I turned down N.C. 210, hoping to make it to Fayetteville, based on the advice of a trucker I found at a gas station. But five miles down the road, I hit deep water that turned asphalt into a lake. Under no circumstances should you or anybody else cross water deeper than a few inches. I turned around, but by then I’d lost an hour of daylight.
So I tried U.S. 74, a last-ditch exit. DOT’s site declared it open except for two lanes in Columbus County, and that post was only a half-hour old. But by the time I got there, the water was flowing across the whole highway, still just shallow enough to see bottom.
So I pressed on.
The point here: DOT is working very hard to provide updates. But Florence is much, much faster.
I thought if I could just reach Rockingham, I could outrun the storm and cut north on U.S. 1. In Wilmington, Florence chugged along at only 2 mph, so I figured I’d punch through the western edge before long.
This was foolishness.
No corner of the state is untouched by Florence. You cannot drive around it — only through.
While I was driving and the sky turned black an hour before sunset, my sainted wife tweeted DOT to ask if U.S. 1 was a viable option, jogging through Laurinburg on U.S. 1.
The response: Absolutely not.
Like every other northbound route, U.S. 1 had closed.
Right about this time, traffic stopped completely. I could only see tail lights in front of me. I saw no headlights coming the other way.

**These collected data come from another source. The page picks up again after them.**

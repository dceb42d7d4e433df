//! Call state machine
//!
//! A [`Call`] coordinates one signaling session: it mirrors the session's
//! notifications onto the event bus, keeps the local and remote stream groups
//! in sync with the media transport, implements the hold/mute/transfer
//! protocol and takes part in primary arbitration.
//!
//! Calls are created through [`Phone::create_call`](crate::Phone::create_call)
//! and always live behind an `Arc`. Public operations never fail: problems
//! are reported as notifications (`answer.failed`, `transfer.failed`,
//! `error`) and logged.
//!
//! Lock discipline: the call's state mutex is never held while calling into
//! the session, the transport or the event bus. Listeners are therefore free
//! to call back into the call.

mod controls;
mod primary;
mod session_events;
mod streams;
mod timer;

use std::fmt;
use std::sync::{Arc, Weak};

use chrono::{DateTime, Utc};
use parking_lot::Mutex;
use serde::{Deserialize, Serialize};
use tokio::task::JoinHandle;
use uuid::Uuid;

use crate::config::CallConfig;
use crate::events::{CallEvent, EventBus};
use crate::media::{KindFlags, MediaKind, StreamGroup, StreamGroupKind, StreamSinks};
use crate::providers::{Collaborators, DeviceKind};
use crate::session::{HoldStatus, Identity, MuteOptions, SessionDirection, SignalingSession};

pub use timer::{format_duration, TICK_INTERVAL};

/// Unique identifier for a call, stable for its lifetime
#[derive(Debug, Clone, PartialEq, Eq, Hash, PartialOrd, Ord, Serialize, Deserialize)]
#[serde(transparent)]
pub struct CallId(String);

impl CallId {
    /// Random v4 identifier
    pub fn new() -> Self {
        Self(Uuid::new_v4().to_string())
    }

    pub fn as_str(&self) -> &str {
        &self.0
    }
}

impl Default for CallId {
    fn default() -> Self {
        Self::new()
    }
}

impl fmt::Display for CallId {
    fn fmt(&self, f: &mut fmt::Formatter<'_>) -> fmt::Result {
        f.write_str(&self.0)
    }
}

impl From<String> for CallId {
    fn from(id: String) -> Self {
        Self(id)
    }
}

impl From<&str> for CallId {
    fn from(id: &str) -> Self {
        Self(id.to_string())
    }
}

/// Signaling-derived status of a call
#[derive(Debug, Clone, Copy, PartialEq, Eq, Hash, Serialize, Deserialize)]
#[serde(rename_all = "snake_case")]
pub enum CallStatus {
    /// No session attached
    Idle,
    /// Session attached, not yet confirmed
    Negotiating,
    /// Terminating direction, waiting for the local user to answer
    Ringing,
    /// Established and not held
    Active,
    /// Established and held by either side
    Held,
    /// Session ended or failed; absorbing
    Terminated,
}

impl CallStatus {
    pub fn is_established(&self) -> bool {
        matches!(self, CallStatus::Active | CallStatus::Held)
    }

    pub fn is_terminated(&self) -> bool {
        matches!(self, CallStatus::Terminated)
    }
}

/// Direction of a call from the phone's perspective
#[derive(Debug, Clone, Copy, PartialEq, Eq, Hash, Serialize, Deserialize)]
#[serde(rename_all = "snake_case")]
pub enum CallDirection {
    /// Placed by the local user (or no session yet)
    Originating,
    /// Received from the network
    Terminating,
}

/// Snapshot consumed by renderers
#[derive(Debug, Clone, PartialEq, Serialize)]
#[serde(rename_all = "camelCase")]
pub struct CallSummary {
    pub call_id: CallId,
    pub status: CallStatus,
    pub has_session: bool,
    pub progress: bool,
    pub established: bool,
    pub ended: bool,
    pub held: bool,
    pub is_audio_muted: bool,
    pub is_video_muted: bool,
    pub primary: bool,
    pub in_transfer: bool,
    pub direction: CallDirection,
    pub terminating: bool,
    pub originating: bool,
    pub local_identity: Option<String>,
    pub remote_identity: Option<String>,
}

/// Phase of a key event
#[derive(Debug, Clone, Copy, PartialEq, Eq)]
pub enum KeyPhase {
    Down,
    Up,
}

/// A keyboard event forwarded by the host
#[derive(Debug, Clone, PartialEq, Eq)]
pub struct KeyEvent {
    /// Key value, `" "` for the spacebar
    pub key: String,
    pub phase: KeyPhase,
    /// Auto-repeat event
    pub repeat: bool,
    /// The event targeted the page rather than an input field
    pub on_document_body: bool,
}

impl KeyEvent {
    pub fn down(key: impl Into<String>) -> Self {
        Self {
            key: key.into(),
            phase: KeyPhase::Down,
            repeat: false,
            on_document_body: true,
        }
    }

    pub fn up(key: impl Into<String>) -> Self {
        Self {
            phase: KeyPhase::Up,
            ..Self::down(key)
        }
    }
}

struct CallInner {
    session: Option<Arc<dyn SignalingSession>>,
    terminated: bool,
    primary: bool,
    in_transfer: bool,
    /// Wall-clock time of the first confirmation
    answer_time: Option<DateTime<Utc>>,
    /// Monotonic counterpart of `answer_time`
    answered_at: Option<tokio::time::Instant>,
    remote_identity_override: Option<Identity>,
    /// Mute state remembered on push-to-talk key down
    mute_hint: bool,
    local: StreamGroup,
    remote: StreamGroup,
    ticker: Option<JoinHandle<()>>,
}

impl CallInner {
    fn group_mut(&mut self, group: StreamGroupKind) -> &mut StreamGroup {
        match group {
            StreamGroupKind::Local => &mut self.local,
            StreamGroupKind::Remote => &mut self.remote,
        }
    }

    fn group(&self, group: StreamGroupKind) -> &StreamGroup {
        match group {
            StreamGroupKind::Local => &self.local,
            StreamGroupKind::Remote => &self.remote,
        }
    }
}

/// One communication session
pub struct Call {
    id: CallId,
    phone_id: Uuid,
    config: Arc<CallConfig>,
    bus: EventBus,
    collaborators: Collaborators,
    this: Weak<Call>,
    state: Mutex<CallInner>,
}

impl Call {
    /// Build and initialize a call.
    ///
    /// With `auto_primary` (no call list attached) the call promotes itself
    /// before announcing `created`.
    pub(crate) fn create(
        phone_id: Uuid,
        config: Arc<CallConfig>,
        bus: EventBus,
        collaborators: Collaborators,
        session: Option<Arc<dyn SignalingSession>>,
        auto_primary: bool,
    ) -> Arc<Call> {
        let id = session
            .as_ref()
            .and_then(|session| session.stream_id_hint())
            .map(CallId::from)
            .unwrap_or_default();

        let make_group = |group: StreamGroupKind| {
            let factory = &collaborators.sinks;
            StreamGroup::new(StreamSinks::new(
                group,
                factory.create_sink(&id, group, MediaKind::Audio),
                factory.create_sink(&id, group, MediaKind::Video),
            ))
        };
        let local = make_group(StreamGroupKind::Local);
        let remote = make_group(StreamGroupKind::Remote);

        let call = Arc::new_cyclic(|this| Call {
            id: id.clone(),
            phone_id,
            config,
            bus,
            collaborators: collaborators.clone(),
            this: this.clone(),
            state: Mutex::new(CallInner {
                session,
                terminated: false,
                primary: false,
                in_transfer: false,
                answer_time: None,
                answered_at: None,
                remote_identity_override: None,
                mute_hint: false,
                local,
                remote,
                ticker: None,
            }),
        });

        call.initialize(auto_primary);
        call
    }

    fn initialize(&self, auto_primary: bool) {
        self.init_sinks();

        if self.is_ringing() {
            self.emit(CallEvent::RingingStarted);
        }

        if self.session().and_then(|session| session.transport()).is_some() {
            self.emit(CallEvent::PeerConnection);
        }

        if auto_primary {
            self.set_primary(true);
        }

        tracing::info!(call_id = %self.id, direction = ?self.direction(), "Call created");
        self.emit(CallEvent::Created);
    }

    /// Apply output device and muted flags to every sink, then announce them
    fn init_sinks(&self) {
        let preferred = match (self.has_session(), &self.collaborators.devices) {
            (true, Some(devices)) => devices.preferred_device(DeviceKind::AudioOutput),
            _ => None,
        };
        let use_audio_context = self.config.use_audio_context;

        let errors = {
            let mut inner = self.state.lock();
            let mut errors = Vec::new();
            for group in StreamGroupKind::ALL {
                let sinks = &mut inner.group_mut(group).sinks;
                if let Some(device) = &preferred {
                    errors.extend(sinks.set_output_device(device));
                }
                for kind in MediaKind::ALL {
                    // only remote audio plays through the sinks unless mixed elsewhere
                    let muted = use_audio_context
                        || !(group == StreamGroupKind::Remote && kind == MediaKind::Audio);
                    sinks.sink_mut(kind).set_muted(muted);
                }
            }
            errors
        };

        for error in errors {
            self.emit(CallEvent::Error { error });
        }
        for group in StreamGroupKind::ALL {
            for kind in MediaKind::ALL {
                self.emit(CallEvent::SinkCreated { group, kind });
            }
        }
    }

    /// Publish an event with primary fan-out
    pub(crate) fn emit(&self, event: CallEvent) {
        let primary = self.state.lock().primary;
        self.bus.dispatch(self.phone_id, &self.id, primary, event);
    }

    pub(crate) fn session(&self) -> Option<Arc<dyn SignalingSession>> {
        self.state.lock().session.clone()
    }

    /// Session still attached and the call not torn down
    pub(crate) fn is_alive(&self) -> bool {
        let inner = self.state.lock();
        inner.session.is_some() && !inner.terminated
    }

    pub fn id(&self) -> &CallId {
        &self.id
    }

    /// Identifier of the phone that owns this call
    pub fn phone_id(&self) -> Uuid {
        self.phone_id
    }

    pub fn config(&self) -> &CallConfig {
        &self.config
    }

    pub fn has_session(&self) -> bool {
        self.state.lock().session.is_some()
    }

    /// Whether a media transport is attached
    pub fn has_transport(&self) -> bool {
        self.session().and_then(|session| session.transport()).is_some()
    }

    pub fn is_primary(&self) -> bool {
        self.state.lock().primary
    }

    pub fn is_in_transfer(&self) -> bool {
        self.state.lock().in_transfer
    }

    pub fn is_terminated(&self) -> bool {
        self.state.lock().terminated
    }

    pub fn is_in_progress(&self) -> bool {
        self.session().is_some_and(|session| session.is_in_progress())
    }

    pub fn is_established(&self) -> bool {
        self.session().is_some_and(|session| session.is_established())
    }

    pub fn is_ended(&self) -> bool {
        self.session().is_some_and(|session| session.is_ended())
    }

    pub fn is_ringing(&self) -> bool {
        self.direction() == CallDirection::Terminating && !self.is_established()
    }

    pub fn direction(&self) -> CallDirection {
        match self.session().map(|session| session.direction()) {
            Some(SessionDirection::Incoming) => CallDirection::Terminating,
            _ => CallDirection::Originating,
        }
    }

    pub fn status(&self) -> CallStatus {
        if self.is_terminated() {
            return CallStatus::Terminated;
        }
        let Some(session) = self.session() else {
            return CallStatus::Idle;
        };
        if session.is_established() {
            if session.hold_status().is_held() {
                CallStatus::Held
            } else {
                CallStatus::Active
            }
        } else if session.direction() == SessionDirection::Incoming {
            CallStatus::Ringing
        } else {
            CallStatus::Negotiating
        }
    }

    pub fn is_on_hold(&self) -> bool {
        self.hold_status().is_held()
    }

    /// Local and remote hold flags
    pub fn hold_status(&self) -> HoldStatus {
        self.session()
            .map(|session| session.hold_status())
            .unwrap_or_default()
    }

    pub fn is_muted(&self) -> bool {
        self.mute_status().any()
    }

    /// Per-channel mute flags
    pub fn mute_status(&self) -> MuteOptions {
        self.session()
            .map(|session| session.mute_status())
            .unwrap_or(MuteOptions::NONE)
    }

    /// Wall-clock time of the first confirmation
    pub fn answer_time(&self) -> Option<DateTime<Utc>> {
        self.state.lock().answer_time
    }

    /// Local party as `"Display (user)"`
    pub fn local_identity(&self) -> Option<String> {
        self.local_identity_details().map(|identity| identity.formatted())
    }

    pub fn local_identity_details(&self) -> Option<Identity> {
        self.session().map(|session| session.local_identity())
    }

    /// Remote party as `"Display (user)"`
    pub fn remote_identity(&self) -> Option<String> {
        self.remote_identity_details().map(|identity| identity.formatted())
    }

    /// Remote party, including any identity advertised by a later UPDATE
    pub fn remote_identity_details(&self) -> Option<Identity> {
        let session = self.session()?;
        let overridden = self.state.lock().remote_identity_override.clone();
        Some(overridden.unwrap_or_else(|| session.remote_identity()))
    }

    /// Kinds currently present in a stream group
    pub fn track_kinds(&self, group: StreamGroupKind) -> KindFlags {
        self.state.lock().group(group).tracks().kinds()
    }

    /// Identifiers of the tracks currently synchronized into a stream group
    pub fn track_ids(&self, group: StreamGroupKind) -> Vec<String> {
        self.state
            .lock()
            .group(group)
            .tracks()
            .stream()
            .tracks()
            .iter()
            .map(|track| track.id())
            .collect()
    }

    /// Identifier of the stream shown by a group's sinks
    pub fn stream_id(&self, group: StreamGroupKind) -> String {
        self.state.lock().group(group).tracks().stream().id().to_string()
    }

    pub fn summary(&self) -> CallSummary {
        let direction = self.direction();
        let mute = self.mute_status();
        let (has_session, primary, in_transfer, terminated) = {
            let inner = self.state.lock();
            (inner.session.is_some(), inner.primary, inner.in_transfer, inner.terminated)
        };

        CallSummary {
            call_id: self.id.clone(),
            status: self.status(),
            has_session,
            progress: self.is_in_progress(),
            established: self.is_established(),
            ended: terminated || self.is_ended(),
            held: self.is_on_hold(),
            is_audio_muted: mute.audio,
            is_video_muted: mute.video,
            primary,
            in_transfer,
            direction,
            terminating: direction == CallDirection::Terminating,
            originating: direction == CallDirection::Originating,
            local_identity: self.local_identity(),
            remote_identity: self.remote_identity(),
        }
    }
}

impl fmt::Debug for Call {
    fn fmt(&self, f: &mut fmt::Formatter<'_>) -> fmt::Result {
        let inner = self.state.lock();
        f.debug_struct("Call")
            .field("id", &self.id)
            .field("has_session", &inner.session.is_some())
            .field("primary", &inner.primary)
            .field("in_transfer", &inner.in_transfer)
            .field("terminated", &inner.terminated)
            .finish()
    }
}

I sat there with maybe 20 other cars for approximately 30 minutes, not moving, while my phone beeped out warnings.
While I sat there in the dark, I imagined spending the night inside my pickup. I didn’t know if we were crossing a river, and I imagined water rising around the tires. If that happened, I figured, I’d climb on the back of the tow-truck in front of me and bang on the window, asking the driver to let me inside. Worst-case scenarios become frightfully likely in a hurricane.
But then cars started moving, and we headed west again. I have no idea why we stopped, and I didn’t investigate. I just drove west and didn’t stop until I hit Monroe and the Holiday Inn Express.
I had driven 177 miles to find safety. It took five hours, and I got farther away from home and scared my family needlessly.
The storm was raging in Monroe when I left to catch I-85 in Charlotte and eventually back to Raleigh. But the water hadn’t crossed the road anywhere along the route by Sunday morning, so I made an easy trip back to Raleigh.
This will change. Probably by the time I finish typing this sentence.
When I checked conditions this morning, DOT reported roads unsafe anywhere south of U.S. 64 and east of Interstate 74 — a huge chunk of the state.
I’ll go them one better. Stay home. Eat pop tarts. Watch a movie. Live to tell the story.